WHAT TO WORK ON: How many lines in the records below hold the word "binary"? Answer with the number alone.

DATA FOR THIS TASK:
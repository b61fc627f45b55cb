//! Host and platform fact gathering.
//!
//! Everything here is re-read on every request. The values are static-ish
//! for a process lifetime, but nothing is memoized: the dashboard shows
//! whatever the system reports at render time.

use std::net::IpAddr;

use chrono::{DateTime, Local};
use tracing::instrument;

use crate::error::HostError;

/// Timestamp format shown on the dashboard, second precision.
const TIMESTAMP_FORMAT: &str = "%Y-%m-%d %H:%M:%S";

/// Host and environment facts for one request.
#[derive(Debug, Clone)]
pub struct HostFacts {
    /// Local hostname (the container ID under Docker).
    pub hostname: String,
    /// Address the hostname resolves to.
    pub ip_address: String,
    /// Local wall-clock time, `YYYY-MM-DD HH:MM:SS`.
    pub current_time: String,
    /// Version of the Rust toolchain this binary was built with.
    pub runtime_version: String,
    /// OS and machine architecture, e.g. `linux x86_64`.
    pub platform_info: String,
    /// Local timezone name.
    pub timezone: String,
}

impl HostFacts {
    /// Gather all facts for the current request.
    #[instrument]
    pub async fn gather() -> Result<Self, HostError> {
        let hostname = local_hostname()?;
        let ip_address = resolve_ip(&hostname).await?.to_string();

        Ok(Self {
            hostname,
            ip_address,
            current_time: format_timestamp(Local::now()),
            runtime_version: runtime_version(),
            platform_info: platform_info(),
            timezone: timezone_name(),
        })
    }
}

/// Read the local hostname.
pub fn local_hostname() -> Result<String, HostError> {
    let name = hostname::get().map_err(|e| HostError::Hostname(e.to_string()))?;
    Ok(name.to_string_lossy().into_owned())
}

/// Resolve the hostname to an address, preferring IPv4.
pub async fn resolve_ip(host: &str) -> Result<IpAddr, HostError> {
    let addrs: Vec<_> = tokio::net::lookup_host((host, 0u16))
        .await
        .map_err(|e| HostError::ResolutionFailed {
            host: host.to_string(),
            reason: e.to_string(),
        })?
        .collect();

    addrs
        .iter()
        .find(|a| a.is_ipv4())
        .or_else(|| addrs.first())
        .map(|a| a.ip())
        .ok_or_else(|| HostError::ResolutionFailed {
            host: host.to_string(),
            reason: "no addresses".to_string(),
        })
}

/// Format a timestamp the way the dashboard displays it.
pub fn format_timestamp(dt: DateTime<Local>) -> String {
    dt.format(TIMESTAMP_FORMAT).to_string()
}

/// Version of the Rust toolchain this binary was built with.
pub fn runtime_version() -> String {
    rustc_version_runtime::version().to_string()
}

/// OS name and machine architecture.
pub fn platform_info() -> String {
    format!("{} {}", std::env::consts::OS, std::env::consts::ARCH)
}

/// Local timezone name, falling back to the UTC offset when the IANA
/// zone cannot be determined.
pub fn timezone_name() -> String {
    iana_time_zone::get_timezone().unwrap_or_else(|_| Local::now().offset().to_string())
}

--

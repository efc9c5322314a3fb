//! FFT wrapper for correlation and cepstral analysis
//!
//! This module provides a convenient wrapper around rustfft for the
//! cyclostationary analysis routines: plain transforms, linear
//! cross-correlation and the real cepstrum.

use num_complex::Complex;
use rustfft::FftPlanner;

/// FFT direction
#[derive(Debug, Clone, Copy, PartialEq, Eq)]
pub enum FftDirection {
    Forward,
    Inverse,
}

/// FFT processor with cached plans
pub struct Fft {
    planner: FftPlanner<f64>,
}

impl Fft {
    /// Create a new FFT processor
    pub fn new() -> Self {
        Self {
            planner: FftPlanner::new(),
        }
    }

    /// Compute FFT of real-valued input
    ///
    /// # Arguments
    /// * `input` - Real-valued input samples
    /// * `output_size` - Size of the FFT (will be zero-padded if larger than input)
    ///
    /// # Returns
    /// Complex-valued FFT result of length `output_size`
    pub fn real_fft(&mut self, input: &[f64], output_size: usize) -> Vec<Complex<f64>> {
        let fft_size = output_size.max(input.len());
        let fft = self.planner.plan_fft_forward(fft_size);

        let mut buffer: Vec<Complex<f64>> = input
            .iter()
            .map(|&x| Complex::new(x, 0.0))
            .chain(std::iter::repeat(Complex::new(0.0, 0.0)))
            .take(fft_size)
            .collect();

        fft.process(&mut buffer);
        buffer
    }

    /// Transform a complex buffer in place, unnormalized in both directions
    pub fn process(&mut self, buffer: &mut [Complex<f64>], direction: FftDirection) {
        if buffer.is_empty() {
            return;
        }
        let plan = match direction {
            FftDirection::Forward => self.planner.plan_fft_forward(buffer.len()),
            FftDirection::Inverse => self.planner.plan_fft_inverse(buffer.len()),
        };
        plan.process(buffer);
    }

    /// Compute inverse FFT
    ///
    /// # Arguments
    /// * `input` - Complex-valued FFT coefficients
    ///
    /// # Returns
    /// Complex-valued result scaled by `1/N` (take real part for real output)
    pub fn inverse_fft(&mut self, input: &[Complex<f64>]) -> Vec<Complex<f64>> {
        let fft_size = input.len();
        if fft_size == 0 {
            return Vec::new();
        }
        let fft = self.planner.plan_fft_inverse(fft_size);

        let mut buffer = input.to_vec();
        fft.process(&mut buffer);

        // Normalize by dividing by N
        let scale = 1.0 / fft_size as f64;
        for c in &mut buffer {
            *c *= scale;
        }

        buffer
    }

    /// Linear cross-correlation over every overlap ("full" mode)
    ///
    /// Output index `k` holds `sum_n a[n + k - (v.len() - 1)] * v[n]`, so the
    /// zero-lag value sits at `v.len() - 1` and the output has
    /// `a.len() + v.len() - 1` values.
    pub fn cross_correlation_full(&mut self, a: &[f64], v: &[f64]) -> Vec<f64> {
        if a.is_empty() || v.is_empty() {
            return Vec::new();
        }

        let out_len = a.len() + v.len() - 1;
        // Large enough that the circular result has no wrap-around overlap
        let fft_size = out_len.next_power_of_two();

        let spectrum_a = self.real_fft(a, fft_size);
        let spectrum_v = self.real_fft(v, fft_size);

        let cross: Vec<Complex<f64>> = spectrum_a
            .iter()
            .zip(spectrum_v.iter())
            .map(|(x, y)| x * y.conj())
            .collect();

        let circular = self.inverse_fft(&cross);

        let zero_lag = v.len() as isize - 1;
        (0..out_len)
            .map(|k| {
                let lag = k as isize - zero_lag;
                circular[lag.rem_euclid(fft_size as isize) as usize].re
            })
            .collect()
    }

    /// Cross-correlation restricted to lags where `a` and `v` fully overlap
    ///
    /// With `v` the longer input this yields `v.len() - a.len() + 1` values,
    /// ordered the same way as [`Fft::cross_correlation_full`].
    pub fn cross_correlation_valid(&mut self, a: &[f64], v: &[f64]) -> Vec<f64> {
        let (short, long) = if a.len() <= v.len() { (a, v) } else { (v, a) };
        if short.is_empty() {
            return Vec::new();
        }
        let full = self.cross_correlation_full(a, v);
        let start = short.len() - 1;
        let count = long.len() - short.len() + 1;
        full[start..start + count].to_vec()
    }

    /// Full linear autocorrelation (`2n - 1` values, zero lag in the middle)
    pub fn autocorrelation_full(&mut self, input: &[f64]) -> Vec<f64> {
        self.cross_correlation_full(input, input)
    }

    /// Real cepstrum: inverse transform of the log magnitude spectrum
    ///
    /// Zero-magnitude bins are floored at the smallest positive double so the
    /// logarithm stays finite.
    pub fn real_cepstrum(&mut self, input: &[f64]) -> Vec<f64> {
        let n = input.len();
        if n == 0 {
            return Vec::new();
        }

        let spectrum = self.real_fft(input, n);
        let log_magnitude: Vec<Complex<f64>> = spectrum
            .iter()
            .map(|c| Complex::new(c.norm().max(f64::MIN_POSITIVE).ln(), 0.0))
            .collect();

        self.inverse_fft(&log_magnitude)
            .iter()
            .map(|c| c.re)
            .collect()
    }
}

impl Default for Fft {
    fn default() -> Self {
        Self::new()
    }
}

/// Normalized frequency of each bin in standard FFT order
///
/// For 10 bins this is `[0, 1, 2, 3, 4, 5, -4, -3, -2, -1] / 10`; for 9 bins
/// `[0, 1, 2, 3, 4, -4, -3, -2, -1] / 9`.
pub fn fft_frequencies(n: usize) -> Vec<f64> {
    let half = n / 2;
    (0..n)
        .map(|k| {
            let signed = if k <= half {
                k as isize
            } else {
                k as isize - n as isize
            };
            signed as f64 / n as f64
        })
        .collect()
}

SOLUTION TO THE PROBLEM: 2